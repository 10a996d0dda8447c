//! Boot source resolution: which image and flavor a new instance uses.
//!
//! Both resolvers walk the same priority chain: an explicit ID in the
//! instance document, then the environment-style default ID, then a name
//! lookup (the document's name, falling back to the default name). A
//! configured block-device list that never boots an image onto local disk
//! removes the need for an image altogether.

use thiserror::Error;

use crate::block_device::needs_image;
use crate::compute::CatalogLookup;
use crate::error::ApiError;
use crate::instance::InstanceConfig;

/// Environment-style defaults consulted when the document leaves a boot
/// reference unset (`OS_IMAGE_ID`, `OS_IMAGE_NAME`, `OS_FLAVOR_ID`,
/// `OS_FLAVOR_NAME`).
#[derive(Clone, Debug, Default, Eq, PartialEq)]
pub struct BootDefaults {
    /// Default image ID.
    pub image_id: Option<String>,
    /// Default image name.
    pub image_name: Option<String>,
    /// Default flavor ID.
    pub flavor_id: Option<String>,
    /// Default flavor name.
    pub flavor_name: Option<String>,
}

/// Catalog entries resolved by name.
#[derive(Clone, Copy, Debug, Eq, PartialEq)]
pub enum CatalogKind {
    /// Boot images.
    Image,
    /// Compute flavors.
    Flavor,
    /// Networks.
    Network,
}

impl CatalogKind {
    /// Returns the lowercase kind name.
    #[must_use]
    pub const fn as_str(self) -> &'static str {
        match self {
            Self::Image => "image",
            Self::Flavor => "flavor",
            Self::Network => "network",
        }
    }
}

impl std::fmt::Display for CatalogKind {
    fn fmt(&self, formatter: &mut std::fmt::Formatter<'_>) -> std::fmt::Result {
        formatter.write_str(self.as_str())
    }
}

/// Fatal configuration errors raised while resolving boot references.
#[derive(Clone, Debug, Error, Eq, PartialEq)]
pub enum BootSourceError {
    /// No image source could be determined and one is required.
    #[error("neither a boot device, image ID, or image name could be determined")]
    ImageUnresolved,
    /// No flavor source could be determined.
    #[error("neither a flavor ID or flavor name could be determined")]
    FlavorUnresolved,
    /// A name lookup returned no match.
    #[error("no {kind} found with name {name:?}")]
    NotFound {
        /// Catalog that was searched.
        kind: CatalogKind,
        /// Name that was looked up.
        name: String,
    },
    /// A name lookup matched more than one entry.
    #[error("{count} {kind}s found with name {name:?}; use an ID instead")]
    Ambiguous {
        /// Catalog that was searched.
        kind: CatalogKind,
        /// Name that was looked up.
        name: String,
        /// Number of matches.
        count: usize,
    },
    /// The lookup call itself failed.
    #[error("{kind} lookup for {name:?} failed: {source}")]
    Lookup {
        /// Catalog that was searched.
        kind: CatalogKind,
        /// Name that was looked up.
        name: String,
        /// Underlying error.
        #[source]
        source: ApiError,
    },
}

fn non_empty(value: Option<&String>) -> Option<&str> {
    value.map(String::as_str).filter(|value| !value.trim().is_empty())
}

/// Resolves the image reference for a create request.
///
/// Returns `Ok(None)` when block devices are configured and none of them
/// boots an image onto local disk.
///
/// # Errors
///
/// Returns [`BootSourceError`] when no source yields an image, or when a name
/// lookup fails or is ambiguous.
pub async fn resolve_image<L>(
    config: &InstanceConfig,
    defaults: &BootDefaults,
    catalog: &L,
) -> Result<Option<String>, BootSourceError>
where
    L: CatalogLookup + ?Sized,
{
    if !config.block_devices.is_empty() && !needs_image(&config.block_devices) {
        return Ok(None);
    }

    if let Some(id) = non_empty(config.image_id.as_ref()) {
        return Ok(Some(id.to_owned()));
    }
    if let Some(id) = non_empty(defaults.image_id.as_ref()) {
        return Ok(Some(id.to_owned()));
    }

    let name = non_empty(config.image_name.as_ref())
        .or_else(|| non_empty(defaults.image_name.as_ref()))
        .ok_or(BootSourceError::ImageUnresolved)?;
    let ids = catalog.image_ids_by_name(name).await;
    single_match(CatalogKind::Image, name, ids).map(Some)
}

/// Resolves the flavor reference for a create or resize request.
///
/// # Errors
///
/// Returns [`BootSourceError`] when no source yields a flavor, or when a name
/// lookup fails or is ambiguous.
pub async fn resolve_flavor<L>(
    config: &InstanceConfig,
    defaults: &BootDefaults,
    catalog: &L,
) -> Result<String, BootSourceError>
where
    L: CatalogLookup + ?Sized,
{
    if let Some(id) = non_empty(config.flavor_id.as_ref()) {
        return Ok(id.to_owned());
    }
    if let Some(id) = non_empty(defaults.flavor_id.as_ref()) {
        return Ok(id.to_owned());
    }

    let name = non_empty(config.flavor_name.as_ref())
        .or_else(|| non_empty(defaults.flavor_name.as_ref()))
        .ok_or(BootSourceError::FlavorUnresolved)?;
    let ids = catalog.flavor_ids_by_name(name).await;
    single_match(CatalogKind::Flavor, name, ids)
}

/// Resolves a network name to its ID.
///
/// # Errors
///
/// Returns [`BootSourceError`] when the name matches zero or several
/// networks, or the lookup fails.
pub async fn resolve_network<L>(name: &str, catalog: &L) -> Result<String, BootSourceError>
where
    L: CatalogLookup + ?Sized,
{
    let ids = catalog.network_ids_by_name(name).await;
    single_match(CatalogKind::Network, name, ids)
}

fn single_match(
    kind: CatalogKind,
    name: &str,
    lookup: Result<Vec<String>, ApiError>,
) -> Result<String, BootSourceError> {
    let mut ids = lookup.map_err(|source| BootSourceError::Lookup {
        kind,
        name: name.to_owned(),
        source,
    })?;
    match ids.len() {
        0 => Err(BootSourceError::NotFound {
            kind,
            name: name.to_owned(),
        }),
        1 => Ok(ids.remove(0)),
        count => Err(BootSourceError::Ambiguous {
            kind,
            name: name.to_owned(),
            count,
        }),
    }
}

#[cfg(test)]
mod tests {
    use rstest::{fixture, rstest};

    use super::*;
    use crate::block_device::{BlockDeviceConfig, DestinationType, SourceType};
    use crate::test_support::ScriptedCloud;

    #[fixture]
    fn catalog() -> ScriptedCloud {
        let cloud = ScriptedCloud::new();
        cloud.add_image("ubuntu", "img-by-name");
        cloud.add_image("ubuntu-env", "img-env-name");
        cloud.add_flavor("m1.small", "flv-by-name");
        cloud.add_flavor("m1.env", "flv-env-name");
        cloud
    }

    fn all_defaults() -> BootDefaults {
        BootDefaults {
            image_id: Some(String::from("img-env")),
            image_name: Some(String::from("ubuntu-env")),
            flavor_id: Some(String::from("flv-env")),
            flavor_name: Some(String::from("m1.env")),
        }
    }

    fn volume_device(source_type: SourceType, destination_type: DestinationType) -> BlockDeviceConfig {
        BlockDeviceConfig {
            uuid: Some(String::from("vol-1")),
            boot_index: Some(0),
            ..BlockDeviceConfig::new(source_type, destination_type)
        }
    }

    #[rstest]
    #[case::explicit_wins(Some("img-1"), Some("ubuntu"), all_defaults(), Some("img-1"))]
    #[case::env_id_beats_name(None, Some("ubuntu"), all_defaults(), Some("img-env"))]
    #[case::document_name(None, Some("ubuntu"), BootDefaults::default(), Some("img-by-name"))]
    #[case::env_name_fallback(
        None,
        None,
        BootDefaults { image_name: Some(String::from("ubuntu-env")), ..BootDefaults::default() },
        Some("img-env-name")
    )]
    #[case::blank_id_ignored(Some("  "), Some("ubuntu"), BootDefaults::default(), Some("img-by-name"))]
    #[tokio::test]
    async fn image_priority_chain(
        catalog: ScriptedCloud,
        #[case] image_id: Option<&str>,
        #[case] image_name: Option<&str>,
        #[case] defaults: BootDefaults,
        #[case] expected: Option<&str>,
    ) {
        let config = InstanceConfig {
            image_id: image_id.map(str::to_owned),
            image_name: image_name.map(str::to_owned),
            ..InstanceConfig::named("vm")
        };

        let resolved = resolve_image(&config, &defaults, &catalog)
            .await
            .unwrap_or_else(|err| panic!("image should resolve: {err}"));

        assert_eq!(resolved.as_deref(), expected);
    }

    #[rstest]
    #[case::explicit_wins(Some("flv-1"), Some("m1.small"), all_defaults(), "flv-1")]
    #[case::env_id_beats_name(None, Some("m1.small"), all_defaults(), "flv-env")]
    #[case::document_name(None, Some("m1.small"), BootDefaults::default(), "flv-by-name")]
    #[case::env_name_fallback(
        None,
        None,
        BootDefaults { flavor_name: Some(String::from("m1.env")), ..BootDefaults::default() },
        "flv-env-name"
    )]
    #[tokio::test]
    async fn flavor_priority_chain(
        catalog: ScriptedCloud,
        #[case] flavor_id: Option<&str>,
        #[case] flavor_name: Option<&str>,
        #[case] defaults: BootDefaults,
        #[case] expected: &str,
    ) {
        let config = InstanceConfig {
            flavor_id: flavor_id.map(str::to_owned),
            flavor_name: flavor_name.map(str::to_owned),
            ..InstanceConfig::named("vm")
        };

        let resolved = resolve_flavor(&config, &defaults, &catalog)
            .await
            .unwrap_or_else(|err| panic!("flavor should resolve: {err}"));

        assert_eq!(resolved, expected);
    }

    #[rstest]
    #[tokio::test]
    async fn volume_boot_needs_no_image(catalog: ScriptedCloud) {
        let config = InstanceConfig {
            image_name: Some(String::from("missing")),
            block_devices: vec![volume_device(SourceType::Volume, DestinationType::Volume)],
            ..InstanceConfig::named("vm")
        };

        let resolved = resolve_image(&config, &all_defaults(), &catalog).await;

        assert_eq!(resolved, Ok(None));
        assert!(catalog.calls().is_empty(), "no lookup should be issued");
    }

    #[rstest]
    #[tokio::test]
    async fn image_to_local_block_device_still_needs_image(catalog: ScriptedCloud) {
        let config = InstanceConfig {
            block_devices: vec![volume_device(SourceType::Image, DestinationType::Local)],
            ..InstanceConfig::named("vm")
        };

        let resolved = resolve_image(&config, &BootDefaults::default(), &catalog).await;

        assert_eq!(resolved, Err(BootSourceError::ImageUnresolved));
    }

    #[rstest]
    #[tokio::test]
    async fn unknown_names_are_fatal(catalog: ScriptedCloud) {
        let config = InstanceConfig {
            image_name: Some(String::from("nope")),
            flavor_name: Some(String::from("nope")),
            ..InstanceConfig::named("vm")
        };
        let defaults = BootDefaults::default();

        let image = resolve_image(&config, &defaults, &catalog).await;
        let flavor = resolve_flavor(&config, &defaults, &catalog).await;

        assert!(matches!(
            image,
            Err(BootSourceError::NotFound { kind: CatalogKind::Image, .. })
        ));
        assert!(matches!(
            flavor,
            Err(BootSourceError::NotFound { kind: CatalogKind::Flavor, .. })
        ));
    }

    #[rstest]
    #[tokio::test]
    async fn duplicate_names_are_ambiguous(catalog: ScriptedCloud) {
        catalog.add_flavor("m1.small", "flv-other");
        let config = InstanceConfig {
            flavor_name: Some(String::from("m1.small")),
            ..InstanceConfig::named("vm")
        };

        let flavor = resolve_flavor(&config, &BootDefaults::default(), &catalog).await;

        assert!(matches!(
            flavor,
            Err(BootSourceError::Ambiguous { count: 2, .. })
        ));
    }

    #[rstest]
    #[tokio::test]
    async fn missing_flavor_is_unresolved(catalog: ScriptedCloud) {
        let flavor =
            resolve_flavor(&InstanceConfig::named("vm"), &BootDefaults::default(), &catalog).await;

        assert_eq!(flavor, Err(BootSourceError::FlavorUnresolved));
    }
}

^^^^^^^^

Task statement: Begin with the first line of the listing above and write out each line exactly, ending with the line that contains "Default image name.".

Response to this task:
repository 10a996d0dda8447c
//! Boot source resolution: which image and flavor a new instance uses.
//!
//! Both resolvers walk the same priority chain: an explicit ID in the
//! instance document, then the environment-style default ID, then a name
//! lookup (the document's name, falling back to the default name). A
//! configured block-device list that never boots an image onto local disk
//! removes the need for an image altogether.

use thiserror::Error;

use crate::block_device::needs_image;
use crate::compute::CatalogLookup;
use crate::error::ApiError;
use crate::instance::InstanceConfig;

/// Environment-style defaults consulted when the document leaves a boot
/// reference unset (`OS_IMAGE_ID`, `OS_IMAGE_NAME`, `OS_FLAVOR_ID`,
/// `OS_FLAVOR_NAME`).
#[derive(Clone, Debug, Default, Eq, PartialEq)]
pub struct BootDefaults {
    /// Default image ID.
    pub image_id: Option<String>,
    /// Default image name.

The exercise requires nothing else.